ISLAMABAD: Pakistan’s long-delayed $6 billion refinery upgradation programme has come under fresh pressure after the Oil and Gas Regulatory Authority (OGRA) proposed reducing the deemed duty incentive on High-Speed Diesel (HSD) from 7.5 percent to 5 percent for refineries that failed to sign Implementation Agreements (IAs) by the October 22, 2024 deadline.
The refinery sector has strongly opposed the move, warning that it could weaken the financial viability of long-planned modernisation projects and discourage future investment in the downstream petroleum sector.
According to officials, the proposal has been included in draft amendments to the Brownfield Refinery Policy 2023, which are currently being finalised for formal approval. Under the proposed mechanism, the remaining 2.5 percent deemed duty, after applicable taxes, would be redirected to the Inland Freight Equalisation Margin (IFEM) Pool.
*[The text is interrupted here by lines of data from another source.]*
//! Error types for rdpkg-build
//!
//! Each service has its own error enum; [`PipelineError`] collects them at
//! the build entry point. Cancellation from any service is lifted to
//! [`PipelineError::Cancelled`] so callers only need to check one variant.

use crate::services::cvap::CvapError;
use crate::services::downloader::DownloadError;
use crate::services::geometry::GeometryError;
use crate::services::overlay::OverlayError;
use crate::services::tabulation::TabulationError;
use rdpkg_common::Cancelled;
use thiserror::Error;

/// Build pipeline error
#[derive(Debug, Error)]
pub enum PipelineError {
    /// Build cancelled through the progress token
    #[error("Build cancelled")]
    Cancelled,

    /// The package file could not be created or opened
    #[error("Package creation failed: {0}")]
    PackageCreation(#[source] rdpkg_common::Error),

    #[error("Download failed: {0}")]
    Download(DownloadError),

    #[error("Tabulation failed: {0}")]
    Tabulation(#[from] TabulationError),

    #[error("Geometry failed: {0}")]
    Geometry(#[from] GeometryError),

    #[error("CVAP processing failed: {0}")]
    Cvap(CvapError),

    #[error("Overlay failed: {0}")]
    Overlay(OverlayError),

    #[error("Layer {table} failed: {message}")]
    Layer { table: String, message: String },

    #[error(transparent)]
    Common(#[from] rdpkg_common::Error),
}

impl PipelineError {
    pub fn is_cancelled(&self) -> bool {
        matches!(self, PipelineError::Cancelled)
    }
}

impl From<Cancelled> for PipelineError {
    fn from(_: Cancelled) -> Self {
        PipelineError::Cancelled
    }
}

impl From<DownloadError> for PipelineError {
    fn from(e: DownloadError) -> Self {
        PipelineError::Download(e)
    }
}

impl From<CvapError> for PipelineError {
    fn from(e: CvapError) -> Self {
        match e {
            CvapError::Cancelled(_) => PipelineError::Cancelled,
            other => PipelineError::Cvap(other),
        }
    }
}

impl From<OverlayError> for PipelineError {
    fn from(e: OverlayError) -> Self {
        match e {
            OverlayError::Cancelled(_) => PipelineError::Cancelled,
            other => PipelineError::Overlay(other),
        }
    }
}

#[cfg(test)]
mod tests {
    use super::*;

    #[test]
    fn test_cancellation_is_lifted() {
        assert!(PipelineError::from(CvapError::Cancelled(Cancelled)).is_cancelled());
        assert!(PipelineError::from(OverlayError::Cancelled(Cancelled)).is_cancelled());
        assert!(PipelineError::from(Cancelled).is_cancelled());
        assert!(!PipelineError::from(CvapError::MissingBlocks).is_cancelled());
    }
}
//! rdpkg - redistricting data package builder
//!
//! `rdpkg build` produces one state's GeoPackage; `rdpkg geographies` lists
//! the geography levels the builder knows about.

use anyhow::{Context, Result};
use clap::{Parser, Subcommand};
use rdpkg_build::models::BuildPhase;
use rdpkg_build::{run_build, BuildRequest, EquivalencyFile, PipelineError, ShapefileOverride};
use rdpkg_common::config::{ConfigOverrides, PipelineConfig};
use rdpkg_common::geography::GeographyCatalog;
use rdpkg_common::{Progress, State};
use std::path::PathBuf;
use std::sync::atomic::{AtomicU64, Ordering};
use std::sync::Mutex;
use tokio_util::sync::CancellationToken;
use tracing::{error, info, warn};
use tracing_subscriber::EnvFilter;

#[derive(Parser, Debug)]
#[command(name = "rdpkg")]
#[command(about = "Build redistricting data packages from US Census releases")]
#[command(version = concat!(env!("CARGO_PKG_VERSION"), " [", env!("GIT_HASH"), "] built ", env!("BUILD_TIMESTAMP")))]
struct Cli {
    /// TOML config file
    #[arg(long, global = true, env = "RDPKG_CONFIG")]
    config: Option<PathBuf>,

    #[command(subcommand)]
    command: Command,
}

#[derive(Subcommand, Debug)]
enum Command {
    /// Build a package for one state
    Build(BuildArgs),
    /// List geography levels
    Geographies {
        /// Only levels that apply to this state
        #[arg(long)]
        state: Option<String>,
    },
}

#[derive(clap::Args, Debug)]
struct BuildArgs {
    /// Two-letter state code
    #[arg(long)]
    state: String,

    /// Decennial census year (2010 or 2020)
    #[arg(long, default_value = "2020")]
    year: String,

    /// GeoPackage to create or extend
    #[arg(short, long)]
    output: PathBuf,

    /// ACS release year for CVAP estimates
    #[arg(long)]
    cvap_year: Option<u16>,

    /// Geography level to build (repeatable); blocks are always built
    #[arg(long = "geography")]
    geographies: Vec<String>,

    /// Block-level voter registration CSV
    #[arg(long)]
    voter_file: Option<PathBuf>,

    /// Equivalency file as path:join_column[:col1,col2] (repeatable)
    #[arg(long)]
    equivalency: Vec<String>,

    /// Local shapefile as layer=path (repeatable)
    #[arg(long)]
    shapefile: Vec<String>,

    /// Download cache folder
    #[arg(long)]
    cache_dir: Option<PathBuf>,

    /// Census download host
    #[arg(long)]
    census_base_url: Option<String>,

    /// Use cached downloads only
    #[arg(long)]
    offline: bool,

    /// Write the build report as JSON
    #[arg(long)]
    report: Option<PathBuf>,
}

fn init_tracing(config: &PipelineConfig) -> Result<()> {
    let filter = EnvFilter::try_from_default_env()
        .or_else(|_| EnvFilter::try_new(&config.logging.level))
        .context("Invalid log level")?;

    match &config.logging.file {
        Some(path) => {
            let file = std::fs::OpenOptions::new()
                .create(true)
                .append(true)
                .open(path)
                .with_context(|| format!("Cannot open log file {}", path.display()))?;
            tracing_subscriber::fmt()
                .with_env_filter(filter)
                .with_ansi(false)
                .with_writer(Mutex::new(file))
                .init();
        }
        None => tracing_subscriber::fmt().with_env_filter(filter).init(),
    }
    Ok(())
}

/// Progress sink logging every fifth percent
fn progress_logger(token: CancellationToken) -> Progress {
    let last = AtomicU64::new(0);
    Progress::new(
        move |value| {
            let bucket = (value / 5.0).floor() as u64;
            if last.fetch_max(bucket, Ordering::Relaxed) < bucket {
                info!(percent = value.round() as u64, "Build progress");
            }
        },
        token,
    )
}

fn list_geographies(state: Option<&str>) -> Result<()> {
    let catalog = GeographyCatalog::new();
    let levels: Vec<_> = match state {
        Some(code) => {
            let info = rdpkg_common::state::StateInfo::by_code(code)?;
            catalog.applicable(info.code).collect()
        }
        None => catalog.all().collect(),
    };
    for g in levels {
        println!(
            "{:<12} {:<28} sumlev {:<8} geoid {:>2}  {}",
            g.code,
            g.display_name,
            g.summary_levels.join(","),
            g.geoid_len(),
            match (g.shapefile, g.cvap_source) {
                (Some(_), Some(_)) => "tiger, cvap published",
                (Some(_), None) => "tiger, cvap aggregated",
                (None, Some(_)) => "dissolved, cvap published",
                (None, None) => "dissolved, cvap aggregated",
            }
        );
    }
    Ok(())
}

async fn build(args: BuildArgs, config: PipelineConfig) -> Result<bool> {
    let state = State::new(&args.state, &args.year, &args.output)?;
    let mut request = BuildRequest::new(state, config);
    request.cvap_year = args.cvap_year;
    request.geographies = (!args.geographies.is_empty()).then_some(args.geographies);
    request.voter_file = args.voter_file;
    request.equivalency = args
        .equivalency
        .iter()
        .map(|s| EquivalencyFile::parse(s))
        .collect::<rdpkg_common::Result<_>>()?;
    request.shapefiles = args
        .shapefile
        .iter()
        .map(|s| ShapefileOverride::parse(s))
        .collect::<rdpkg_common::Result<_>>()?;

    let token = CancellationToken::new();
    let ctrl_c_token = token.clone();
    tokio::spawn(async move {
        if tokio::signal::ctrl_c().await.is_ok() {
            warn!("Interrupt received, cancelling at next checkpoint");
            ctrl_c_token.cancel();
        }
    });

    let report = match run_build(&request, &progress_logger(token)).await {
        Ok(report) => report,
        Err(PipelineError::Cancelled) => {
            warn!("Build cancelled, package left as of the last completed step");
            return Ok(false);
        }
        Err(e) => return Err(e).context("Build failed"),
    };

    for layer in &report.layers {
        match (&layer.error, layer.skipped) {
            (Some(e), _) => error!(layer = %layer.table, error = %e, "Layer failed"),
            (None, true) => info!(layer = %layer.table, "Layer already present"),
            (None, false) => info!(layer = %layer.table, rows = layer.rows_written, "Layer written"),
        }
    }
    for warning in &report.warnings {
        warn!("{}", warning);
    }
    if let Some(path) = &args.report {
        let json = serde_json::to_string_pretty(&report)?;
        std::fs::write(path, json).with_context(|| format!("Cannot write report {}", path.display()))?;
    }

    Ok(report.phase == BuildPhase::Completed && report.failed_layers().next().is_none())
}

#[tokio::main]
async fn main() -> Result<()> {
    let cli = Cli::parse();

    let overrides = match &cli.command {
        Command::Build(args) => ConfigOverrides {
            config_file: cli.config.clone(),
            cache_dir: args.cache_dir.clone(),
            census_base_url: args.census_base_url.clone(),
            offline: args.offline,
        },
        Command::Geographies { .. } => ConfigOverrides {
            config_file: cli.config.clone(),
            ..Default::default()
        },
    };
    let config = PipelineConfig::resolve(&overrides)?;
    init_tracing(&config)?;

    info!(
        "Starting rdpkg v{} [{}] built {}",
        env!("CARGO_PKG_VERSION"),
        env!("GIT_HASH"),
        env!("BUILD_TIMESTAMP")
    );

    match cli.command {
        Command::Geographies { state } => list_geographies(state.as_deref()),
        Command::Build(args) => {
            if !build(args, config).await? {
                std::process::exit(1);
            }
            Ok(())
        }
    }
}
//! Replica binary

use clap::{Parser, Subcommand};
use quorumlog::common::open_log_file;
use quorumlog::{Config, ReplicaServer};
use std::path::PathBuf;
use std::sync::Arc;
use tracing_subscriber::{layer::SubscriberExt, util::SubscriberInitExt};

#[derive(Parser)]
#[command(name = "quorumlog-replica")]
#[command(about = "quorumlog replica: holds a copy of the coordinator's log")]
#[command(version)]
struct Cli {
    #[command(subcommand)]
    command: Commands,
}

#[derive(Subcommand)]
enum Commands {
    /// Start replica server
    Serve {
        /// Config file (TOML)
        #[arg(long)]
        config: Option<PathBuf>,

        /// Replica ID
        #[arg(long)]
        id: Option<String>,

        /// Bind address for HTTP
        #[arg(long)]
        bind: Option<String>,

        /// Also append logs to this file
        #[arg(long)]
        log_file: Option<PathBuf>,

        /// Coordinator URL
        #[arg(long)]
        coordinator: Option<String>,

        /// Delay before acknowledging writes, in milliseconds
        #[arg(long)]
        ack_delay_ms: Option<u64>,
    },
}

#[tokio::main]
async fn main() -> anyhow::Result<()> {
    let cli = Cli::parse();

    match cli.command {
        Commands::Serve {
            config,
            id,
            bind,
            log_file,
            coordinator,
            ack_delay_ms,
        } => {
            let mut file_config = Config::load(config.as_deref())?;
            if log_file.is_some() {
                file_config.log_file = log_file;
            }
            let file_layer = file_config
                .log_file
                .as_deref()
                .map(open_log_file)
                .transpose()?
                .map(|file| {
                    tracing_subscriber::fmt::layer()
                        .with_ansi(false)
                        .with_writer(Arc::new(file))
                });

            tracing_subscriber::registry()
                .with(
                    tracing_subscriber::EnvFilter::try_from_default_env()
                        .unwrap_or_else(|_| file_config.log_level.as_str().into()),
                )
                .with(tracing_subscriber::fmt::layer())
                .with(file_layer)
                .init();

            let mut replica_config = file_config.replica.unwrap_or_default();
            if let Some(bind) = bind {
                replica_config.bind_addr = bind.parse()?;
            }
            if let Some(url) = coordinator {
                replica_config.coordinator_url = url;
            }
            if let Some(ms) = ack_delay_ms {
                replica_config.ack_delay_ms = ms;
            }

            let replica_id = id.unwrap_or(file_config.node_id);
            ReplicaServer::new(replica_config, replica_id).serve().await?;
        }
    }

    Ok(())
}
Industry stakeholders argue that the adjustment effectively amounts to a retrospective penalty, claiming that delays in signing agreements were due to procedural and regulatory uncertainties rather than any lack of intent to invest.
A senior Petroleum Division official said the revised proposal has once again created uncertainty around the refinery upgrade programme, despite earlier efforts to resolve taxation and policy issues that had stalled investment decisions.
In response to industry concerns, the National Committee for Monitoring and Coordination (NCMC) held a meeting in Islamabad on Wednesday, where officials assured refinery representatives that their concerns would be reviewed before finalising the policy amendments.
Sources said refineries were also urged to provide assurances that they would sign the pending Implementation Agreements following parliamentary approval of the Finance Bill 2026-27, as the government seeks to move forward with long-delayed upgrades aimed at improving fuel quality and reducing import dependence.